**Aim of the task:** Report every line of the listing below in which the string "stale" appears.

**Source records:**

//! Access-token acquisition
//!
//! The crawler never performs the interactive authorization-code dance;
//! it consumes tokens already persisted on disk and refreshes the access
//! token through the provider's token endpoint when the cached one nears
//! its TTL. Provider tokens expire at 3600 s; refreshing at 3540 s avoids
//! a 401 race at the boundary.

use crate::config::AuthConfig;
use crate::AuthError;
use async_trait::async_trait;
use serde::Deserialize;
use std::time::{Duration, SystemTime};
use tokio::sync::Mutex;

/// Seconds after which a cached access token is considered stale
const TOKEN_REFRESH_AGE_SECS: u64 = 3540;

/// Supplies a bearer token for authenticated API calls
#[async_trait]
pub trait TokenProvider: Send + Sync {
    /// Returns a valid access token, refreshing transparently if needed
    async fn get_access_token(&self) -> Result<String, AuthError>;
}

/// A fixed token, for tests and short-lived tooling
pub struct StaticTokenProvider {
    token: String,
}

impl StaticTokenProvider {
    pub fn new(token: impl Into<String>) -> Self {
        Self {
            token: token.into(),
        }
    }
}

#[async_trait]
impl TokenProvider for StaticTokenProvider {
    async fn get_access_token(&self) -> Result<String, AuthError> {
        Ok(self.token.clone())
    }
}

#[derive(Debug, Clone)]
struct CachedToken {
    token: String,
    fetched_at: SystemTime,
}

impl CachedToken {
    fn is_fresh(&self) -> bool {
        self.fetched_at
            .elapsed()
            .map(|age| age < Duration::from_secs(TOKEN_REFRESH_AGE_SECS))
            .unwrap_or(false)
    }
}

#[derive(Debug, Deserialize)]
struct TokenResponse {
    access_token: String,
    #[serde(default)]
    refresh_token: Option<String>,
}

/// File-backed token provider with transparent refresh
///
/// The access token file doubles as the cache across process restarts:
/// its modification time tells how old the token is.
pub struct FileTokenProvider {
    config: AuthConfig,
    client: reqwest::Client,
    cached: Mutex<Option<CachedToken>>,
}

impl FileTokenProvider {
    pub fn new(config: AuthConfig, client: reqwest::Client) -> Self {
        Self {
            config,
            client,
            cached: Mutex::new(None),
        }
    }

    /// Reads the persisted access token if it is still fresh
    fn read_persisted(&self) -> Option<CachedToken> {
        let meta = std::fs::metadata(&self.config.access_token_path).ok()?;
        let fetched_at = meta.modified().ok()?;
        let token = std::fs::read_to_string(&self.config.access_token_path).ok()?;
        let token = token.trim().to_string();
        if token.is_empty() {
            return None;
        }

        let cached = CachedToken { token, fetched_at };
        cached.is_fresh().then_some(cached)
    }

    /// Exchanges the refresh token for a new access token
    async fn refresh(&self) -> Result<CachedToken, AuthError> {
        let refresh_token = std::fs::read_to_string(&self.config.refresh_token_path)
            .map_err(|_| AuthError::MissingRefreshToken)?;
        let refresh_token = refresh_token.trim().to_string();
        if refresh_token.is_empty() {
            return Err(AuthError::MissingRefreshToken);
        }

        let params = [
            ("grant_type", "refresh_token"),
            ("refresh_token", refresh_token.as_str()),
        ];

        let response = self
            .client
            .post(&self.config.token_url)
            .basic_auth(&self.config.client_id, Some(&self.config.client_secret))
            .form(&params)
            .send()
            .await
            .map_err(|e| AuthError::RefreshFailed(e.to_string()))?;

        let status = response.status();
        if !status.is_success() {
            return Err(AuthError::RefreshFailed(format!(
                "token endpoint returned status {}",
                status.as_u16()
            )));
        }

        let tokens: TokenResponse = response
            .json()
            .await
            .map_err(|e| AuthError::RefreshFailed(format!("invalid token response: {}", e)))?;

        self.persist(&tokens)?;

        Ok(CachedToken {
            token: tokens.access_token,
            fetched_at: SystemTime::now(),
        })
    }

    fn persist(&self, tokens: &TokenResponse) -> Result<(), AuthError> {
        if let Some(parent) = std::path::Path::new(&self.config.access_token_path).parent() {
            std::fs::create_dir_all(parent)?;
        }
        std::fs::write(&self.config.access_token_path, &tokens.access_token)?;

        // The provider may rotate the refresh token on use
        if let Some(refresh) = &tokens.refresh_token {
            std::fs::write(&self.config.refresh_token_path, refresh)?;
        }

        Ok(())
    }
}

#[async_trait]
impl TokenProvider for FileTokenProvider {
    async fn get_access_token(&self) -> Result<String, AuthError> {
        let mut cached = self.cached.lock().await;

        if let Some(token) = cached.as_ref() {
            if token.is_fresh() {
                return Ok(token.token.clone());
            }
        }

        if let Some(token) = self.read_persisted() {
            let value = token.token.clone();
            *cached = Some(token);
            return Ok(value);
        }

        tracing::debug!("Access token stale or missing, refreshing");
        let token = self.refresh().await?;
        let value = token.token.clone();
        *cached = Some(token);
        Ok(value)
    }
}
...
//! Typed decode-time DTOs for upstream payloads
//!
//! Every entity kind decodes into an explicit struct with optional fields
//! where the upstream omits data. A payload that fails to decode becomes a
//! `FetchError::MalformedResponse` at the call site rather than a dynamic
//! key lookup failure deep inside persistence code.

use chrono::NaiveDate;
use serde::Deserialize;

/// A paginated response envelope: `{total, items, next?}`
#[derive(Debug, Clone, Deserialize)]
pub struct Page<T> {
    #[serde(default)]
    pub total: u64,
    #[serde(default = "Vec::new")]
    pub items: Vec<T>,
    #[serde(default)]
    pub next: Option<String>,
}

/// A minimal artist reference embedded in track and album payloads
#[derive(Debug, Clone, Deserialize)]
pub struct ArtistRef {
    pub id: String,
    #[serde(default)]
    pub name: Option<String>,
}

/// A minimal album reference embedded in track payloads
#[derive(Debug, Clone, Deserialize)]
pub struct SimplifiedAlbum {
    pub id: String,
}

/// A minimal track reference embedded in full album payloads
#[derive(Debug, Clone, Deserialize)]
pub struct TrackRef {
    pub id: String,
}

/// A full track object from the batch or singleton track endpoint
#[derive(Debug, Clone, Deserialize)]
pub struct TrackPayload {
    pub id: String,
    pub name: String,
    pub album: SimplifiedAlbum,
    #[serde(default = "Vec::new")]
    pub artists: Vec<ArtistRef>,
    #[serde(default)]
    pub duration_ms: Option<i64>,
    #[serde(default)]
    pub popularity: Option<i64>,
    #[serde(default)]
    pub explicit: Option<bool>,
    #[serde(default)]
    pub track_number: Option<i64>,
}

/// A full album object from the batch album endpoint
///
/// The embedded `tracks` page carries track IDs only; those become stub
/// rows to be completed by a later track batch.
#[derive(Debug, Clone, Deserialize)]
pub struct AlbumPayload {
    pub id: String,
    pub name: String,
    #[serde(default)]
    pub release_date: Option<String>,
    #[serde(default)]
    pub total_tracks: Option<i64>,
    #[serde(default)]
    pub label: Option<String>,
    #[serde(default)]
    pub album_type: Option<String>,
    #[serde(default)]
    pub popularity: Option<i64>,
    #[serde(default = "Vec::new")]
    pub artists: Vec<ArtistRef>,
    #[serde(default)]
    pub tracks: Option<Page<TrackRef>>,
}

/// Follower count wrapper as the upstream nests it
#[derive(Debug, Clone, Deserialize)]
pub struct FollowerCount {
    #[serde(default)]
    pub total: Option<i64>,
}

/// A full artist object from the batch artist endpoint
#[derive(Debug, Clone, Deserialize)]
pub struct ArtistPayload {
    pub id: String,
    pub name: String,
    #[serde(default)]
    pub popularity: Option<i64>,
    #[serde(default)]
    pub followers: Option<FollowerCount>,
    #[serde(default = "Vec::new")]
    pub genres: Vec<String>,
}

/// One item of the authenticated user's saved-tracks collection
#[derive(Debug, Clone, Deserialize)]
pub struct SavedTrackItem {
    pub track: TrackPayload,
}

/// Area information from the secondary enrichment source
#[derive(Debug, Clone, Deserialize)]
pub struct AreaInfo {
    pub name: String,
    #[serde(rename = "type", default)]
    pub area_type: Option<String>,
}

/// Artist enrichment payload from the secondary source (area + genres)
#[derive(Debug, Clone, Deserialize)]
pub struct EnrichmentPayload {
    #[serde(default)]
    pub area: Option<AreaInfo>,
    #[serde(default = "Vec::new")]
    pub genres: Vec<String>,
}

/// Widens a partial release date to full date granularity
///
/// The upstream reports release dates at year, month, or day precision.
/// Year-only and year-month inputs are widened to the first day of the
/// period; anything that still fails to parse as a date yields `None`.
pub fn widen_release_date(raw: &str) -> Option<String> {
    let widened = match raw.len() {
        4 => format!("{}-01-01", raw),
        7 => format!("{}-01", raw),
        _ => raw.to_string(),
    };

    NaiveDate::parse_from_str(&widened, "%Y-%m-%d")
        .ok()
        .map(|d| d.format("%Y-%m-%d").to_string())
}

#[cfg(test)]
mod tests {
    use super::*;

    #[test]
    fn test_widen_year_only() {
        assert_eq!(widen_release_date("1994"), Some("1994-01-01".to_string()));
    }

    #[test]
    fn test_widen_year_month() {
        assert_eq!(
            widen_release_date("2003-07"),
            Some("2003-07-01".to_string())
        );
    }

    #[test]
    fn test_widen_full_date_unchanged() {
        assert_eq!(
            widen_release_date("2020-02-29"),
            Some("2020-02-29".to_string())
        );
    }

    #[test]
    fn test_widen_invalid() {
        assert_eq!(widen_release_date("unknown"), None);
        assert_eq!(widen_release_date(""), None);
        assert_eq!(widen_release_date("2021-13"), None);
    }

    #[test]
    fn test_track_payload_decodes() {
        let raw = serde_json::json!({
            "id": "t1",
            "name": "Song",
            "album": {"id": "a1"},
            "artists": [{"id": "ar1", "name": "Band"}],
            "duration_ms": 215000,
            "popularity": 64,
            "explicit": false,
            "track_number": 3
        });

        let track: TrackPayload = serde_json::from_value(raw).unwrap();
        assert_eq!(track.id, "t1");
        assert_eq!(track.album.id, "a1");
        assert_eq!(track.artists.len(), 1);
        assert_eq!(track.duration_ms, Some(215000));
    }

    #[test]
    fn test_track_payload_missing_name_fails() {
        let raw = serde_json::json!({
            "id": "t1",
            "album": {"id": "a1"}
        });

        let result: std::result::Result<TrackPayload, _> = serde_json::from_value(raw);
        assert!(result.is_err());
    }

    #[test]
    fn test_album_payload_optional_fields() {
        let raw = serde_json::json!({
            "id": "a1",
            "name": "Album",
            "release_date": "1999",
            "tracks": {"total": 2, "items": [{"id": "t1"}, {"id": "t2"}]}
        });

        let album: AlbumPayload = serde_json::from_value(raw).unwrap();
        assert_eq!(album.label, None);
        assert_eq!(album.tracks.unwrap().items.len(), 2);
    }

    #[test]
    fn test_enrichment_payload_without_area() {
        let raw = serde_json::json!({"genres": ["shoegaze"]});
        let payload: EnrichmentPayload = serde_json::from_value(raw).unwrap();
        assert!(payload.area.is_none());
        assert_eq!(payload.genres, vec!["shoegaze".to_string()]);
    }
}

**Solution:**
/// Seconds after which a cached access token is considered stale
        tracing::debug!("Access token stale or missing, refreshing");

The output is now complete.